For the time being, I really don't want him tearing my doors up, and I've seen previously that he does the same in a crate or kennel (he bent the door out on the expen a while back /breaking out because the CO detector was making the "low battery" beep), so that's out. He did stay in bed when I brought Annie down to my Mom this morning, but when I left him there last night while went to get Annie, he jumped at the door when I left and was pacing and drooling when I came back. I suppose it's possible that my house is only going to be an issue at night, but will take more time to know for sure.

Over the weekend we did lots of practicing at my parents, just coming and going repeatedly, but only going when he was calm, and no racing to the door, or jumping at it (he jumps because he can knock open the screen door if the big door is open). I kept him leashed, but managed to mostly keep him out from under the loveseat by verbal dissuasion- he went under it once I think and I pulled/coaxed him out before he got far enough to get stuck. He's getting tired of being tethered in the kitchen, and has started barking, which is new and unwanted behavior, but better than being shut down and terrified.

I did get him a nice insulated (styrofoam in cardboard) box, and put his car bed (which I figured has some positive association to it already) in it with most of the flaps closed, just a hole big enough for him to get in/out.

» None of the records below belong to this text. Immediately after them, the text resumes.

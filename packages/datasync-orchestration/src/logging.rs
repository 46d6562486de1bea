use tracing_subscriber::EnvFilter;

/// Initialize structured logging with tracing-subscriber.
///
/// `RUST_LOG` wins when set; otherwise `log_level` applies. Safe to call
/// more than once (later calls are ignored).
pub fn init(log_level: &str) {
    let env_filter =
        EnvFilter::try_from_default_env().unwrap_or_else(|_| EnvFilter::new(log_level));

    let _ = tracing_subscriber::fmt()
        .with_env_filter(env_filter)
        .with_target(false)
        .try_init();
}
//! Domain layer for the sync storage collaborators
//!
//! # Domain Models
//!
//! - `SourceRow`: one row above the watermark, owned by a single cycle
//! - `ParameterRecord`: one measurement bound for the sink
//! - `AllowedLabels`: optional case-insensitive label allow-list
//!
//! # Port Traits
//!
//! - `RowSource`: "give me all rows with index > W"
//! - `SinkWriter`: transactional batch append
//! - `WatermarkStore`: durable decimal checkpoint

pub mod models;
pub mod ports;

pub use models::{
    eq_ignore_case, AllowedLabels, CellValue, FixedFields, ParameterRecord, SourceColumns,
    SourceRow,
};
pub use ports::{BatchReport, RowSource, SinkWriter, WatermarkStore};
//! Static parameter field table

/// One measured parameter: where it lives in the row and its validity limits
#[derive(Debug, Clone, Copy, PartialEq)]
pub struct ParameterField {
    pub name: &'static str,
    pub column: &'static str,
    pub lower_limit: f64,
    pub upper_limit: f64,
}

const fn field(name: &'static str, column: &'static str, lower: f64, upper: f64) -> ParameterField {
    ParameterField {
        name,
        column,
        lower_limit: lower,
        upper_limit: upper,
    }
}

/// Emission order is table order.
pub const PARAMETER_FIELDS: [ParameterField; 10] = [
    field("Reserve", "Reserve", 237.7, 242.3),
    field("3/4", "3_4", 105.5, 108.5),
    field("1/4", "1_4", 213.7, 218.3),
    field("Empty", "Name11Value", 267.7, 272.3),
    field("1/2", "1_2", 159.2, 162.8),
    field("True_Empty", "True_Empty", 287.7, 292.3),
    field("空载电流", "Current", 0.3, 1.9),
    field("泄露", "Supply_Leak", -0.14, 0.35),
    field("True_Full", "True_Full", 50.5, 53.5),
    field("Full", "Full", 68.5, 71.5),
];
//! Runtime wiring
//!
//! Builds collaborators from `SyncConfig`, runs the startup connectivity
//! checks and hands out the scheduler.

use datasync_storage::{
    FileWatermarkStore, MySqlSinkWriter, RowSource, SinkWriter, SqliteRowSource,
    SqliteSinkWriter, WatermarkStore,
};
use std::future::Future;
use std::sync::Arc;
use tracing::{error, info, warn};

use crate::config::{SinkConfig, SyncConfig};
use crate::engine::{CycleReport, SyncEngine};
use crate::error::{Result, SyncError};
use crate::extractor::ParameterExtractor;
use crate::scheduler::CycleScheduler;

/// Reachability of every collaborator
#[derive(Debug, Clone, Default)]
pub struct ConnectivityReport {
    /// (source name, error message if unreachable)
    pub sources: Vec<(String, Option<String>)>,
    pub sink: Option<String>,
}

impl ConnectivityReport {
    pub fn all_ok(&self) -> bool {
        self.sink.is_none() && self.sources.iter().all(|(_, e)| e.is_none())
    }
}

pub fn build_sources(config: &SyncConfig) -> Vec<Arc<dyn RowSource>> {
    config
        .sources
        .iter()
        .map(|s| {
            Arc::new(SqliteRowSource::new(
                s.name.clone(),
                s.path.clone(),
                s.table.clone(),
                config.sync.columns.clone(),
            )) as Arc<dyn RowSource>
        })
        .collect()
}

pub fn build_sink(config: &SyncConfig) -> Result<Arc<dyn SinkWriter>> {
    let sink: Arc<dyn SinkWriter> = match &config.sink {
        SinkConfig::Mysql(m) => Arc::new(MySqlSinkWriter::new(&m.to_options())?),
        SinkConfig::Sqlite(s) => Arc::new(SqliteSinkWriter::new(s.path.clone(), s.table.clone())?),
    };
    Ok(sink)
}

pub struct Runtime {
    config: Arc<SyncConfig>,
    engine: Arc<SyncEngine>,
}

impl Runtime {
    pub fn new(config: SyncConfig) -> Result<Self> {
        let watermark: Arc<dyn WatermarkStore> =
            Arc::new(FileWatermarkStore::new(config.sync.watermark_file.clone()));
        Self::with_watermark(config, watermark)
    }

    /// Same as `new` with a caller-supplied watermark store
    pub fn with_watermark(config: SyncConfig, watermark: Arc<dyn WatermarkStore>) -> Result<Self> {
        let engine = SyncEngine::new(
            ParameterExtractor::from_config(&config),
            build_sources(&config),
            build_sink(&config)?,
            watermark,
        );
        Ok(Self {
            config: Arc::new(config),
            engine: Arc::new(engine),
        })
    }

    pub fn config(&self) -> &Arc<SyncConfig> {
        &self.config
    }

    pub fn engine(&self) -> &Arc<SyncEngine> {
        &self.engine
    }

    /// Test every collaborator without failing on the first error
    pub async fn check_connectivity(&self) -> ConnectivityReport {
        let mut report = ConnectivityReport::default();
        for source in self.engine.sources() {
            let outcome = source.test_connection().await.err().map(|e| e.to_string());
            report.sources.push((source.name().to_string(), outcome));
        }
        report.sink = self
            .engine
            .sink()
            .test_connection()
            .await
            .err()
            .map(|e| e.to_string());
        report
    }

    /// Log the starting state and check collaborators.
    ///
    /// Unreachable sources only warn; an unreachable sink is fatal.
    pub async fn startup(&self) -> Result<()> {
        info!(watermark = %self.engine.watermark(), "Loaded watermark");
        let labels = self.engine.extractor().allowed_labels();
        if labels.is_empty() {
            info!("No label filter; all labels are synchronized");
        } else {
            info!(labels = ?labels.iter().collect::<Vec<_>>(), "Label allow-list");
        }

        let report = self.check_connectivity().await;
        for (name, outcome) in &report.sources {
            match outcome {
                None => info!(source = %name, "Row source reachable"),
                Some(e) => warn!(source = %name, error = %e, "Row source unreachable; will retry each cycle"),
            }
        }
        if let Some(e) = report.sink {
            error!(error = %e, "Sink unreachable");
            return Err(SyncError::sink_unavailable(e));
        }
        info!("Sink reachable");
        Ok(())
    }

    pub async fn run_once(&self) -> CycleReport {
        self.engine.run_cycle().await
    }

    pub fn scheduler(&self) -> CycleScheduler<SyncEngine> {
        CycleScheduler::new(Arc::clone(&self.engine))
    }

    /// Run the periodic scheduler until `shutdown` resolves
    pub async fn run_until<F>(&self, shutdown: F)
    where
        F: Future<Output = ()>,
    {
        self.scheduler()
            .run_until(self.config.sync.interval(), shutdown)
            .await;
    }
}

Have started teaching him to get in it, currently using his kibble for "open bar" in the box, when he gets in, I mark and give lots of kibble, then stop/call him out. We only do this when bird is quiet, so hopefully the box will become his new haven. Once I've built duration on staying in the box a bit, I'll see if maybe he'll keep a bone in there to chew, since that's one of his favorite activities, and he prefers/needs to be separated from the other animals when he has bones, anyway.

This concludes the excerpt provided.